Gabriel Albiac en ABC
CUENTAN los más viejos de los normaliens parisinos (esa «aristocracia republicana», por hacer uso del tópico puesto en rodaje por Condorcet en 1789) la convenida broma con la cual cierto eminente profesor daba la bienvenida a los novatos recién llegados a la École Normale Superieure el primer día de clase: «Tomen ustedes los Ensayos de Montaigne...» Seleccionaba un pasaje. «Procedan a la traducción inversa en latín clásico». Siempre había un pardillo que hacía la pregunta: «¿Podemos sacar el diccionario?» El venerable profe fijaba su atención melancólica más allá de la ventana. Hacía el gesto vago de señalar hacia un punto invisible: «Bueno, si usted quiere acabar allí..., puede sacarlo». En la indolencia despreciativa del «allí», todos ponían nombre: la Sorbona. Si hoy alguien en una Universidad española hiciera algo parecido, se quedaría sin alumnos. Si es que no era a él a quien pusieran de patitas en la calle. Existió la Instrucción Pública. En Europa. Y hasta algo de ello llegó a existir en España. Aun en medio de la mugre del franquismo. Mi infancia fue asquerosa. La enseñanza que recibí, bastante buena. Infinitamente superior, en todo caso, a la que trae a la Facultad el mejor de mis estudiantes. No es ésta la menos triste de las paradojas españolas.
¿Cuándo y cómo se jodió todo? No es fácil responder a eso. Ni fue un instante, ni hubo una sola causa. En Europa, la enseñanza pública mutó después de 1945. La que había sido un institución de acceso retringidísimo -la Universidad- estaba llamada a ser vía de tránsito universal para los que nacieron tras la segunda guerra. No por filantropía. Sencillamente, la Europa devastada necesitaba inmensos recursos humanos para empezar desde cero. La titulación superior masiva era una clave de aquel reinicio. Una inmensa acumulación de recursos materiales -plan Marshall- y humanos hizo posible lo que, de modo frívolo, se llama a veces «milagro», y que, en realidad, fue un planificado esfuerzo, inseparable de la hosca Guerra Fría. Mediados los años sesenta, el capitalismo había normalizado su mecánica en todo el occidente europeo. Y la producción de titulados superiores empezó a ser excedentaria. De eso -entre otros síntomas cruciales del fin de una época- alzaba acta paradójica el 68. Luego, con una celeridad que ninguno de nosotros preveía, la Universidad se desplomó. Parecía aquella Casa Usher que leímos en el Edgar Allan Poe más terrorífico: no nos dio tiempo ni a salir de ella. Y se nos llevó a todos al infierno.
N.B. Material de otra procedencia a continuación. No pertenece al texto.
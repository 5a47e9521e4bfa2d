use super::{
    error::{CreateNodeError, CreateNodeResult},
    nodes::{
        ForceFailureNode, ForceSuccessNode, GuardNode, InverterNode, IsTrueNode, LogNode,
        ReactiveSelectorNode, ReactiveSequenceNode, RepeatNode, RepeatUntilNode, RetryNode,
        SelectorNode, SequenceNode, SetBoolNode, WaitNode,
    },
    BehaviourNode, Params,
};
use std::collections::HashMap;

/// Names of the variant categories. They describe what a node is, but there is
/// nothing to instantiate behind them.
pub const ABSTRACT_VARIANTS: [&str; 4] = ["Node", "ActionNode", "DecoratorNode", "CompositeNode"];

pub type Constructor =
    Box<dyn Fn(&Params) -> CreateNodeResult<Box<dyn BehaviourNode>> + Send + Sync>;

/// Wraps a parameterless constructor. Any parameters are ignored.
pub fn boxify<T>(cons: impl (Fn() -> T) + Send + Sync + 'static) -> Constructor
where
    T: BehaviourNode + 'static,
{
    Box::new(move |_: &Params| {
        let node: Box<dyn BehaviourNode> = Box::new(cons());
        Ok(node)
    })
}

/// Wraps a constructor reading its parameters.
pub fn boxify_with<T>(
    cons: impl (Fn(&Params) -> CreateNodeResult<T>) + Send + Sync + 'static,
) -> Constructor
where
    T: BehaviourNode + 'static,
{
    Box::new(move |params: &Params| {
        let node: Box<dyn BehaviourNode> = Box::new(cons(params)?);
        Ok(node)
    })
}

/// Maps variant names to constructors.
///
/// `Root` is deliberately absent: every tree creates its own root.
pub struct Registry {
    node_types: HashMap<String, Constructor>,
}

impl Default for Registry {
    fn default() -> Self {
        let mut ret = Self {
            node_types: HashMap::new(),
        };
        ret.register("Sequence", boxify(SequenceNode::default));
        ret.register("Selector", boxify(SelectorNode::default));
        ret.register("ReactiveSequence", boxify(ReactiveSequenceNode::default));
        ret.register("ReactiveSelector", boxify(ReactiveSelectorNode::default));
        ret.register("Inverter", boxify(|| InverterNode));
        ret.register("ForceSuccess", boxify(|| ForceSuccessNode));
        ret.register("ForceFailure", boxify(|| ForceFailureNode));
        ret.register("Repeat", boxify_with(RepeatNode::from_params));
        ret.register("Retry", boxify_with(RetryNode::from_params));
        ret.register("RepeatUntil", boxify_with(RepeatUntilNode::from_params));
        ret.register("Guard", boxify_with(GuardNode::from_params));
        ret.register("SetBool", boxify_with(SetBoolNode::from_params));
        ret.register("IsTrue", boxify_with(IsTrueNode::from_params));
        ret.register("Wait", boxify_with(WaitNode::from_params));
        ret.register("Log", boxify_with(LogNode::from_params));
        ret
    }
}

impl Registry {
    /// A registry without the built-in variants.
    pub fn empty() -> Self {
        Self {
            node_types: HashMap::new(),
        }
    }

    pub fn register(&mut self, type_name: impl ToString, constructor: Constructor) {
        self.node_types.insert(type_name.to_string(), constructor);
    }

    pub fn contains(&self, type_name: &str) -> bool {
        self.node_types.contains_key(type_name)
    }

    pub fn names(&self) -> Vec<&str> {
        let mut names: Vec<_> = self.node_types.keys().map(String::as_str).collect();
        names.sort_unstable();
        names
    }

    pub fn build(&self, type_name: &str, params: &Params) -> CreateNodeResult<Box<dyn BehaviourNode>> {
        if ABSTRACT_VARIANTS.contains(&type_name) {
            return Err(CreateNodeError::AbstractVariant(type_name.to_owned()));
        }
        if type_name == "Root" {
            return Err(CreateNodeError::RootExists);
        }
        let constructor = self
            .node_types
            .get(type_name)
            .ok_or_else(|| CreateNodeError::UnknownVariant(type_name.to_owned()))?;
        constructor(params)
    }
}
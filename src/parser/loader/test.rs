use super::*;
use crate::{
    boxify, parse_file, BehaviourNode, Blackboard, Context, NodeKind, NodeState, Symbol,
    TickError,
};

#[derive(Clone)]
struct Count;

impl BehaviourNode for Count {
    fn kind(&self) -> NodeKind {
        NodeKind::Action
    }

    fn on_update(&mut self, ctx: &mut Context) -> Result<NodeState, TickError> {
        let bb = ctx.blackboard()?;
        let count = bb.get_parse::<i32>("count").unwrap_or(0);
        bb.set("count", count + 1);
        Ok(NodeState::Success)
    }
}

fn registry() -> Registry {
    let mut registry = Registry::default();
    registry.register("Count", boxify(|| Count));
    registry
}

fn names(tree: &BehaviourTree) -> Vec<String> {
    let mut ret = vec![];
    tree.traverse(tree.root(), |node| ret.push(node.name().to_owned()));
    ret
}

#[test]
fn test_subtree() {
    let src = r#"
tree main = Sequence {
    sub
    Count
}

tree sub = Selector {
    Count
}
    "#;

    let (_, tree_source) = parse_file(src).unwrap();
    let mut tree = load(&tree_source, &registry(), "main", true).unwrap();
    assert_eq!(names(&tree), ["Root", "Sequence", "Selector", "Count", "Count"]);

    let bb = Blackboard::new();
    tree.bind(&bb);
    assert_eq!(tree.update(), Ok(NodeState::Success));
    assert_eq!(bb.get_parse::<i32>("count"), Some(2));
}

#[test]
fn test_other_entry_tree() {
    let src = r#"
tree main = Sequence { sub }
tree sub = Count
"#;

    let (_, tree_source) = parse_file(src).unwrap();
    let tree = load(&tree_source, &registry(), "sub", true).unwrap();
    assert_eq!(names(&tree), ["Root", "Count"]);
}

#[test]
fn test_params() {
    let src = r#"
tree main = Sequence {
    Wait (ticks = 2)
    !IsTrue (key = "alarm")
}
"#;

    let (_, tree_source) = parse_file(src).unwrap();
    let tree = load(&tree_source, &registry(), "main", true).unwrap();
    let seq = tree.children(tree.root())[0];
    let wait = tree.node(tree.children(seq)[0]).unwrap();
    assert_eq!(wait.params(), crate::params!("ticks" => 2));
    let inverter = tree.node(tree.children(seq)[1]).unwrap();
    assert_eq!(inverter.name(), "Inverter");
    let is_true = tree.node(inverter.children()[0]).unwrap();
    assert_eq!(is_true.behaviour().provided_params(), [Symbol::from("key")]);
}

#[test]
fn test_param_check() {
    let src = r#"tree main = Wait (ticks = 2, tick = 3)"#;

    let (_, tree_source) = parse_file(src).unwrap();
    match load(&tree_source, &registry(), "main", true) {
        Err(LoadError::ParamUnmatch { node, param }) => {
            assert_eq!(node, "Wait");
            assert_eq!(param, "tick");
        }
        res => panic!("unexpected {:?}", res),
    }

    assert!(load(&tree_source, &registry(), "main", false).is_ok());
}

#[test]
fn test_invalid_param() {
    let (_, tree_source) = parse_file(r#"tree main = Wait (ticks = soon)"#).unwrap();
    assert!(matches!(
        load(&tree_source, &registry(), "main", false),
        Err(LoadError::CreateNode(CreateNodeError::InvalidParam { .. }, _))
    ));
}

#[test]
fn test_infinite_recursion() {
    let src = r#"
tree main = Sequence {
    sub
}

tree sub = Sequence {
    main
}
"#;

    let (_, tree_source) = parse_file(src).unwrap();
    match load(&tree_source, &registry(), "main", false) {
        Err(LoadError::InfiniteRecursion { node }) => assert_eq!(node, "main"),
        res => panic!("unexpected {:?}", res),
    }
}

#[test]
fn test_missing() {
    let (_, tree_source) = parse_file("tree main = Sequence { Fly }").unwrap();
    match load(&tree_source, &registry(), "main", false) {
        Err(LoadError::MissingNode(node)) => assert_eq!(node, "Fly"),
        res => panic!("unexpected {:?}", res),
    }
    match load(&tree_source, &registry(), "other", false) {
        Err(LoadError::MissingTree(name)) => assert_eq!(name, "other"),
        res => panic!("unexpected {:?}", res),
    }
}

#[test]
fn test_structure_errors() {
    let (_, tree_source) = parse_file("tree main = Inverter { Count Count }").unwrap();
    assert!(matches!(
        load(&tree_source, &registry(), "main", false),
        Err(LoadError::TooManyChildren(node)) if node == "Inverter"
    ));

    let (_, tree_source) = parse_file("tree main = Count { Count }").unwrap();
    assert!(matches!(
        load(&tree_source, &registry(), "main", false),
        Err(LoadError::Structure(crate::StructureError::LeafNode(_), _))
    ));

    let (_, tree_source) = parse_file("tree main = ActionNode").unwrap();
    assert!(matches!(
        load(&tree_source, &registry(), "main", false),
        Err(LoadError::CreateNode(CreateNodeError::AbstractVariant(_), _))
    ));
}

#[test]
fn test_load_str() {
    let tree = load_str("tree main = Count", &registry(), "main", true).unwrap();
    assert_eq!(names(&tree), ["Root", "Count"]);

    match load_str("tree main = Count\n\n}", &registry(), "main", true) {
        Err(LoadError::Parse(msg)) => assert!(msg.contains("line 3"), "{}", msg),
        res => panic!("unexpected {:?}", res),
    }
}
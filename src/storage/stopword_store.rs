use std::fs::File;
use std::io::BufReader;
use std::path::{Path, PathBuf};

use serde::{Deserialize, Serialize};
use tracing::info;

use crate::error::{Result, SentimentError};
use crate::storage::atomic_write;
use crate::text::StopwordSet;

const FORMAT_VERSION: u32 = 1;

#[derive(Debug, Serialize, Deserialize)]
struct StopwordFile {
    format_version: u32,
    words: StopwordSet,
}

#[derive(Debug, Clone)]
pub struct StopwordStore {
    path: PathBuf,
}

impl StopwordStore {
    pub fn new(path: impl Into<PathBuf>) -> Self {
        Self { path: path.into() }
    }

    pub fn path(&self) -> &Path {
        &self.path
    }

    pub fn load(&self) -> Result<StopwordSet> {
        if !self.path.exists() {
            return Err(SentimentError::missing(&self.path));
        }
        let file: StopwordFile = serde_json::from_reader(BufReader::new(File::open(&self.path)?))?;
        if file.format_version != FORMAT_VERSION {
            return Err(SentimentError::UnsupportedFormat {
                path: self.path.clone(),
                found: file.format_version,
                supported: FORMAT_VERSION,
            });
        }
        Ok(file.words)
    }

    pub fn save(&self, words: &StopwordSet) -> Result<()> {
        let file = StopwordFile {
            format_version: FORMAT_VERSION,
            words: words.clone(),
        };
        atomic_write(&self.path, |w| Ok(serde_json::to_writer_pretty(w, &file)?))?;
        info!(
            "{} stopwords saved to {}",
            words.len(),
            self.path.display()
        );
        Ok(())
    }
}
use std::sync::Arc;

use tracing::info;

use crate::classifiers::OnlineClassifier;
use crate::config::DataPaths;
use crate::error::Result;
use crate::storage::{ModelStore, StopwordStore};
use crate::text::Tokenizer;
use crate::vectorizer::HashingVectorizer;

/// A classifier together with the exact vectorizer it was trained with.
pub struct Pipeline {
    pub vectorizer: Arc<HashingVectorizer>,
    pub classifier: Box<dyn OnlineClassifier>,
}

impl Pipeline {
    /// Rebuilds the vectorizer from the configuration recorded in the model
    /// file, so prediction and training always hash the same way.
    pub fn load(paths: &DataPaths) -> Result<Self> {
        let model = ModelStore::new(paths.classifier()).load()?;
        let stopwords = StopwordStore::new(paths.stopwords()).load()?;

        let (config, classifier) = model.into_classifier()?;
        let vectorizer = HashingVectorizer::new(config, Tokenizer::new(Arc::new(stopwords)))?;
        info!("Pipeline loaded ({config})");

        Ok(Self {
            vectorizer: Arc::new(vectorizer),
            classifier,
        })
    }
}
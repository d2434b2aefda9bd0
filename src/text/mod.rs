mod stopwords;
mod tokenizer;

pub use stopwords::StopwordSet;
pub use tokenizer::Tokenizer;
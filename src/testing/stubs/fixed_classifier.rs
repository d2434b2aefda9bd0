use crate::classifiers::sgd::SgdState;
use crate::classifiers::{ClassifierState, FitSummary, OnlineClassifier, SgdConfig};
use crate::core::Sentiment;
use crate::error::{Result, SentimentError};
use crate::vectorizer::{DEFAULT_N_FEATURES, SparseVector};

/// Always answers with the same probability and never learns.
pub struct FixedClassifier {
    positive: f64,
    n_features: usize,
    samples_seen: u64,
}

impl FixedClassifier {
    pub fn new(positive: f64) -> Self {
        Self {
            positive: positive.clamp(0.0, 1.0),
            n_features: DEFAULT_N_FEATURES,
            samples_seen: 0,
        }
    }
}

impl Default for FixedClassifier {
    fn default() -> Self {
        Self::new(0.75)
    }
}

impl OnlineClassifier for FixedClassifier {
    fn predict_proba(&self, _x: &SparseVector) -> [f64; 2] {
        [1.0 - self.positive, self.positive]
    }

    fn partial_fit(&mut self, xs: &[SparseVector], ys: &[Sentiment]) -> Result<FitSummary> {
        if xs.len() != ys.len() {
            return Err(SentimentError::invalid("xs and ys differ in length"));
        }
        self.samples_seen += ys.len() as u64;
        Ok(FitSummary {
            samples: ys.len(),
            mean_loss: if ys.is_empty() { f64::NAN } else { 0.0 },
        })
    }

    /// A zero-weight linear model of the same width.
    fn export_state(&self) -> ClassifierState {
        ClassifierState::Sgd(SgdState {
            config: SgdConfig::default(),
            n_features: self.n_features,
            weights: Vec::new(),
            intercept: 0.0,
            t: 1.0 + self.samples_seen as f64,
            samples_seen: self.samples_seen,
        })
    }
}

#[cfg(test)]
mod tests {
    use super::*;
    use crate::storage::ModelStore;
    use crate::vectorizer::VectorizerConfig;
    use tempfile::TempDir;

    #[test]
    fn exported_state_can_be_checkpointed() {
        let dir = TempDir::new().unwrap();
        let store = ModelStore::new(dir.path().join("classifier.bin"));
        let mut stub = FixedClassifier::default();
        stub.partial_fit(&[SparseVector::zeros(DEFAULT_N_FEATURES)], &[Sentiment::Positive])
            .unwrap();

        store.save(&VectorizerConfig::default(), &stub).unwrap();
        let (_, restored) = store.load().unwrap().into_classifier().unwrap();
        let ClassifierState::Sgd(state) = restored.export_state();
        assert_eq!(state.samples_seen, 1);
        assert_eq!(state.n_features, DEFAULT_N_FEATURES);
    }
}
Hubo quienes pudieron salvar algo entonces. Francia, en especial, cuya dualización -joya de la revolución en la Instrucción Pública- puso parcialmente a salvo la selectiva vía de élite de las Grandes Escuelas. En España, lo poquísimo que aún quedaba en pie fue destruido por el PSOE de los años ochenta, entre la LRU, que aniquiló la competencia del profesorado universitario, y la LOGSE, que no dejó ni los escombros de una enseñanza media. Desde entonces, España es un país analfabeto. La ascensión de Zapatero coincide con el acceso al voto de los sujetos devastados por aquel desastre. Blanco o Pajín son sus arquetipos.
Hubo un intento serio de corregir: la ley que a la entonces ministra Aguirre le tumbó el Parlamento en la primera legislatura de Aznar. Aprendida la lección, sus sucesores prefirieron aplicar paños tibios sobre el cáncer terminal y dejarle a otros el muerto. Cuando el peor PSOE retornó, apenas si encontró correcciones a su anterior destrozo. Restableció su lógica docente: necedad para todos. Para un político como Zapatero, el elector-logse es una bendición celeste.